**Assignment**
Search the entries for the word "StateError". Copy every line where it turns up.

**Task material**
- Opening Delimiter -

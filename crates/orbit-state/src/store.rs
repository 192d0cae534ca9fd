//! StateStore: redb-backed state persistence for Orbit.
//!
//! Provides typed reads and lock-guarded writes over applications, tenants,
//! version status, runs, generated endpoints, notifications, packages and
//! the name-service queue. Values are JSON-serialized into redb's `&[u8]`
//! value columns. The store supports both on-disk and in-memory backends
//! (the latter for testing).

use std::path::Path;
use std::sync::Arc;
use std::time::Duration;

use orbit_core::{
    ApplicationId, ApplicationPackage, InstanceId, JobId, RevisionId, TenantName, ZoneId,
};
use redb::{Database, ReadableDatabase, ReadableTable};
use serde::Serialize;
use serde::de::DeserializeOwned;
use tracing::debug;

use crate::application::Application;
use crate::error::{StateError, StateResult};
use crate::lock::*;
use crate::locked::{LockedApplication, LockedTenant};
use crate::tables::*;
use crate::tenant::Tenant;
use crate::types::*;

/// Convert any `Display` error into a `StateError` variant via a closure factory.
macro_rules! map_err {
    ($variant:ident) => {
        |e| StateError::$variant(e.to_string())
    };
}

const DEFAULT_LOCK_TIMEOUT: Duration = Duration::from_secs(60);

/// Thread-safe state store backed by redb.
#[derive(Clone)]
pub struct StateStore {
    db: Arc<Database>,
    locks: Arc<LockRegistry>,
}

impl StateStore {
    /// Open (or create) a persistent state store at the given path.
    pub fn open(path: &Path) -> StateResult<Self> {
        let db = Database::create(path).map_err(map_err!(Open))?;
        let store = Self::from_database(db)?;
        debug!(?path, "state store opened");
        Ok(store)
    }

    /// Create an ephemeral in-memory state store (for testing).
    pub fn open_in_memory() -> StateResult<Self> {
        let backend = redb::backends::InMemoryBackend::new();
        let db = Database::builder()
            .create_with_backend(backend)
            .map_err(map_err!(Open))?;
        let store = Self::from_database(db)?;
        debug!("in-memory state store opened");
        Ok(store)
    }

    fn from_database(db: Database) -> StateResult<Self> {
        let store = Self {
            db: Arc::new(db),
            locks: Arc::new(LockRegistry::new(DEFAULT_LOCK_TIMEOUT)),
        };
        store.ensure_tables()?;
        Ok(store)
    }

    /// Replace the lock registry with one using `timeout`. Call before
    /// cloning the store or taking any lock.
    pub fn with_lock_timeout(mut self, timeout: Duration) -> Self {
        self.locks = Arc::new(LockRegistry::new(timeout));
        self
    }

    /// Create all tables if they don't exist yet.
    fn ensure_tables(&self) -> StateResult<()> {
        let txn = self.db.begin_write().map_err(map_err!(Transaction))?;
        // Opening a table in a write transaction creates it if absent.
        for table in [
            APPLICATIONS,
            TENANTS,
            SYSTEM,
            RUNS,
            GENERATED_ENDPOINTS,
            NOTIFICATIONS,
            PACKAGES,
            DEPLOYMENT_META,
        ] {
            txn.open_table(table).map_err(map_err!(Table))?;
        }
        txn.commit().map_err(map_err!(Transaction))?;
        Ok(())
    }

    pub fn locks(&self) -> &LockRegistry {
        &self.locks
    }

    // ── Locks ──────────────────────────────────────────────────────

    pub fn lock_tenant(&self, tenant: &TenantName) -> StateResult<TenantLock> {
        let lock = self.locks.acquire(&format!("/tenants/{tenant}"))?;
        Ok(TenantLock::new(tenant.clone(), lock))
    }

    pub fn lock_application(&self, id: &ApplicationId) -> StateResult<ApplicationLock> {
        let lock = self
            .locks
            .acquire(&format!("/applications/{}", id.serialized_form()))?;
        Ok(ApplicationLock::new(id.clone(), lock))
    }

    /// Serializes deployments of one instance to one zone.
    pub fn lock_deployment(&self, instance: &InstanceId, zone: &ZoneId) -> StateResult<Lock> {
        self.locks
            .acquire(&format!("/deployments/{}/{zone}", instance.serialized_form()))
    }

    pub fn lock_rotations(&self) -> StateResult<RotationLock> {
        Ok(RotationLock::new(self.locks.acquire("/rotations")?))
    }

    pub fn lock_version_status(&self) -> StateResult<VersionStatusLock> {
        Ok(VersionStatusLock::new(self.locks.acquire("/version-status")?))
    }

    pub fn lock_os_versions(&self) -> StateResult<OsVersionLock> {
        Ok(OsVersionLock::new(self.locks.acquire("/os-versions")?))
    }

    pub fn lock_name_service_queue(&self) -> StateResult<NameServiceQueueLock> {
        Ok(NameServiceQueueLock::new(
            self.locks.acquire("/name-service-queue")?,
        ))
    }

    pub fn lock_notifications(&self, tenant: &TenantName) -> StateResult<NotificationsLock> {
        Ok(NotificationsLock::new(
            self.locks.acquire(&format!("/notifications/{tenant}"))?,
        ))
    }

    // ── Applications ───────────────────────────────────────────────

    pub fn read_application(&self, id: &ApplicationId) -> StateResult<Option<Application>> {
        self.get(APPLICATIONS, &id.serialized_form())
    }

    pub fn read_applications(&self) -> StateResult<Vec<Application>> {
        self.scan(APPLICATIONS, "")
    }

    pub fn read_applications_of(&self, tenant: &TenantName) -> StateResult<Vec<Application>> {
        self.scan(APPLICATIONS, &format!("{tenant}:"))
    }

    pub fn write_application(&self, application: &LockedApplication<'_>) -> StateResult<()> {
        let key = application.get().id().serialized_form();
        self.put(APPLICATIONS, &key, application.get())?;
        debug!(%key, "application stored");
        Ok(())
    }

    /// Remove the application and its submitted packages.
    pub fn remove_application(&self, lock: &ApplicationLock) -> StateResult<bool> {
        let id = lock.application();
        let existed = self.remove(APPLICATIONS, &id.serialized_form())?;
        self.remove_prefix(PACKAGES, &format!("{}/", id.serialized_form()))?;
        debug!(application = %id, existed, "application removed");
        Ok(existed)
    }

    // ── Tenants ────────────────────────────────────────────────────

    pub fn read_tenant(&self, name: &TenantName) -> StateResult<Option<Tenant>> {
        self.get(TENANTS, name.as_str())
    }

    pub fn read_tenants(&self) -> StateResult<Vec<Tenant>> {
        self.scan(TENANTS, "")
    }

    pub fn write_tenant(&self, tenant: &LockedTenant<'_>) -> StateResult<()> {
        let tenant = tenant.get();
        self.put(TENANTS, tenant.name().as_str(), &tenant)?;
        debug!(tenant = %tenant.name(), kind = tenant.type_name(), "tenant stored");
        Ok(())
    }

    pub fn remove_tenant(&self, lock: &TenantLock) -> StateResult<bool> {
        let existed = self.remove(TENANTS, lock.tenant().as_str())?;
        debug!(tenant = %lock.tenant(), existed, "tenant removed");
        Ok(existed)
    }

    // ── Versions ───────────────────────────────────────────────────

    pub fn read_version_status(&self) -> StateResult<VersionStatus> {
        Ok(self.get(SYSTEM, VERSION_STATUS_KEY)?.unwrap_or_default())
    }

    pub fn write_version_status(
        &self,
        status: &VersionStatus,
        _lock: &VersionStatusLock,
    ) -> StateResult<()> {
        self.put(SYSTEM, VERSION_STATUS_KEY, status)
    }

    pub fn read_certified_os_versions(&self) -> StateResult<Vec<CertifiedOsVersion>> {
        Ok(self.get(SYSTEM, CERTIFIED_OS_VERSIONS_KEY)?.unwrap_or_default())
    }

    pub fn write_certified_os_versions(
        &self,
        versions: &[CertifiedOsVersion],
        _lock: &OsVersionLock,
    ) -> StateResult<()> {
        self.put(SYSTEM, CERTIFIED_OS_VERSIONS_KEY, &versions)
    }

    // ── Runs ───────────────────────────────────────────────────────

    pub fn write_run(&self, run: &Run) -> StateResult<()> {
        self.put(RUNS, &run.id.table_key(), run)
    }

    /// All runs of a job, oldest first.
    pub fn read_runs(&self, job: &JobId) -> StateResult<Vec<Run>> {
        self.scan(RUNS, &format!("{}/", job.table_key()))
    }

    pub fn last_run(&self, job: &JobId) -> StateResult<Option<Run>> {
        Ok(self.read_runs(job)?.pop())
    }

    // ── Generated endpoints ────────────────────────────────────────

    pub fn read_generated_endpoints(
        &self,
        instance: &InstanceId,
        zone: &ZoneId,
    ) -> StateResult<GeneratedEndpoints> {
        Ok(self
            .get(GENERATED_ENDPOINTS, &deployment_key(instance, zone))?
            .unwrap_or_default())
    }

    pub fn write_generated_endpoints(
        &self,
        instance: &InstanceId,
        zone: &ZoneId,
        endpoints: &GeneratedEndpoints,
        _lock: &ApplicationLock,
    ) -> StateResult<()> {
        self.put(GENERATED_ENDPOINTS, &deployment_key(instance, zone), endpoints)
    }

    pub fn remove_generated_endpoints(
        &self,
        instance: &InstanceId,
        zone: &ZoneId,
        _lock: &ApplicationLock,
    ) -> StateResult<bool> {
        self.remove(GENERATED_ENDPOINTS, &deployment_key(instance, zone))
    }

    // ── Notifications ──────────────────────────────────────────────

    pub fn read_notifications(&self, tenant: &TenantName) -> StateResult<Vec<Notification>> {
        Ok(self.get(NOTIFICATIONS, tenant.as_str())?.unwrap_or_default())
    }

    pub fn write_notifications(
        &self,
        tenant: &TenantName,
        notifications: &[Notification],
        _lock: &NotificationsLock,
    ) -> StateResult<()> {
        if notifications.is_empty() {
            self.remove(NOTIFICATIONS, tenant.as_str())?;
            return Ok(());
        }
        self.put(NOTIFICATIONS, tenant.as_str(), &notifications)
    }

    // ── Packages ───────────────────────────────────────────────────

    pub fn write_package(
        &self,
        application: &ApplicationId,
        revision: RevisionId,
        package: &ApplicationPackage,
    ) -> StateResult<()> {
        self.put(PACKAGES, &package_key(application, revision), package)
    }

    pub fn read_package(
        &self,
        application: &ApplicationId,
        revision: RevisionId,
    ) -> StateResult<Option<ApplicationPackage>> {
        self.get(PACKAGES, &package_key(application, revision))
    }

    // ── Deployment meta ────────────────────────────────────────────

    pub fn write_deployment_meta(&self, meta: &DeploymentMeta) -> StateResult<()> {
        self.put(DEPLOYMENT_META, &deployment_key(&meta.instance, &meta.zone), meta)
    }

    pub fn read_deployment_meta(
        &self,
        instance: &InstanceId,
        zone: &ZoneId,
    ) -> StateResult<Option<DeploymentMeta>> {
        self.get(DEPLOYMENT_META, &deployment_key(instance, zone))
    }

    // ── Name-service queue ─────────────────────────────────────────

    pub fn read_name_service_queue(&self) -> StateResult<NameServiceQueue> {
        Ok(self.get(SYSTEM, NAME_SERVICE_QUEUE_KEY)?.unwrap_or_default())
    }

    pub fn write_name_service_queue(
        &self,
        queue: &NameServiceQueue,
        _lock: &NameServiceQueueLock,
    ) -> StateResult<()> {
        self.put(SYSTEM, NAME_SERVICE_QUEUE_KEY, queue)
    }

    // ── Table access ───────────────────────────────────────────────

    fn put<T: Serialize + ?Sized>(&self, table: Table, key: &str, value: &T) -> StateResult<()> {
        let value = serde_json::to_vec(value).map_err(map_err!(Serialize))?;
        let txn = self.db.begin_write().map_err(map_err!(Transaction))?;
        {
            let mut table = txn.open_table(table).map_err(map_err!(Table))?;
            table
                .insert(key, value.as_slice())
                .map_err(map_err!(Write))?;
        }
        txn.commit().map_err(map_err!(Transaction))?;
        Ok(())
    }

    fn get<T: DeserializeOwned>(&self, table: Table, key: &str) -> StateResult<Option<T>> {
        let txn = self.db.begin_read().map_err(map_err!(Transaction))?;
        let table = txn.open_table(table).map_err(map_err!(Table))?;
        match table.get(key).map_err(map_err!(Read))? {
            Some(guard) => {
                let value = serde_json::from_slice(guard.value()).map_err(map_err!(Deserialize))?;
                Ok(Some(value))
            }
            None => Ok(None),
        }
    }

    /// Values whose keys start with `prefix`, in key order.
    fn scan<T: DeserializeOwned>(&self, table: Table, prefix: &str) -> StateResult<Vec<T>> {
        let txn = self.db.begin_read().map_err(map_err!(Transaction))?;
        let table = txn.open_table(table).map_err(map_err!(Table))?;
        let mut results = Vec::new();
        for entry in table.iter().map_err(map_err!(Read))? {
            let (key, value) = entry.map_err(map_err!(Read))?;
            if key.value().starts_with(prefix) {
                let value =
                    serde_json::from_slice(value.value()).map_err(map_err!(Deserialize))?;
                results.push(value);
            }
        }
        Ok(results)
    }

    fn remove(&self, table: Table, key: &str) -> StateResult<bool> {
        let txn = self.db.begin_write().map_err(map_err!(Transaction))?;
        let existed;
        {
            let mut table = txn.open_table(table).map_err(map_err!(Table))?;
            existed = table.remove(key).map_err(map_err!(Write))?.is_some();
        }
        txn.commit().map_err(map_err!(Transaction))?;
        Ok(existed)
    }

    fn remove_prefix(&self, table: Table, prefix: &str) -> StateResult<u32> {
        // Collect keys in a read transaction first.
        let keys: Vec<String> = {
            let txn = self.db.begin_read().map_err(map_err!(Transaction))?;
            let table = txn.open_table(table).map_err(map_err!(Table))?;
            let mut keys = Vec::new();
            for entry in table.iter().map_err(map_err!(Read))? {
                let (key, _) = entry.map_err(map_err!(Read))?;
                if key.value().starts_with(prefix) {
                    keys.push(key.value().to_string());
                }
            }
            keys
        };

        let txn = self.db.begin_write().map_err(map_err!(Transaction))?;
        let mut count = 0u32;
        {
            let mut table = txn.open_table(table).map_err(map_err!(Table))?;
            for key in &keys {
                if table.remove(key.as_str()).map_err(map_err!(Write))?.is_some() {
                    count += 1;
                }
            }
        }
        txn.commit().map_err(map_err!(Transaction))?;
        Ok(count)
    }
}

fn deployment_key(instance: &InstanceId, zone: &ZoneId) -> String {
    format!("{}/{zone}", instance.serialized_form())
}

fn package_key(application: &ApplicationId, revision: RevisionId) -> String {
    format!("{}/{:010}", application.serialized_form(), revision.number())
}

- Closing Delimiter -

**The answer**
use crate::error::{StateError, StateResult};
/// Convert any `Display` error into a `StateError` variant via a closure factory.
        |e| StateError::$variant(e.to_string())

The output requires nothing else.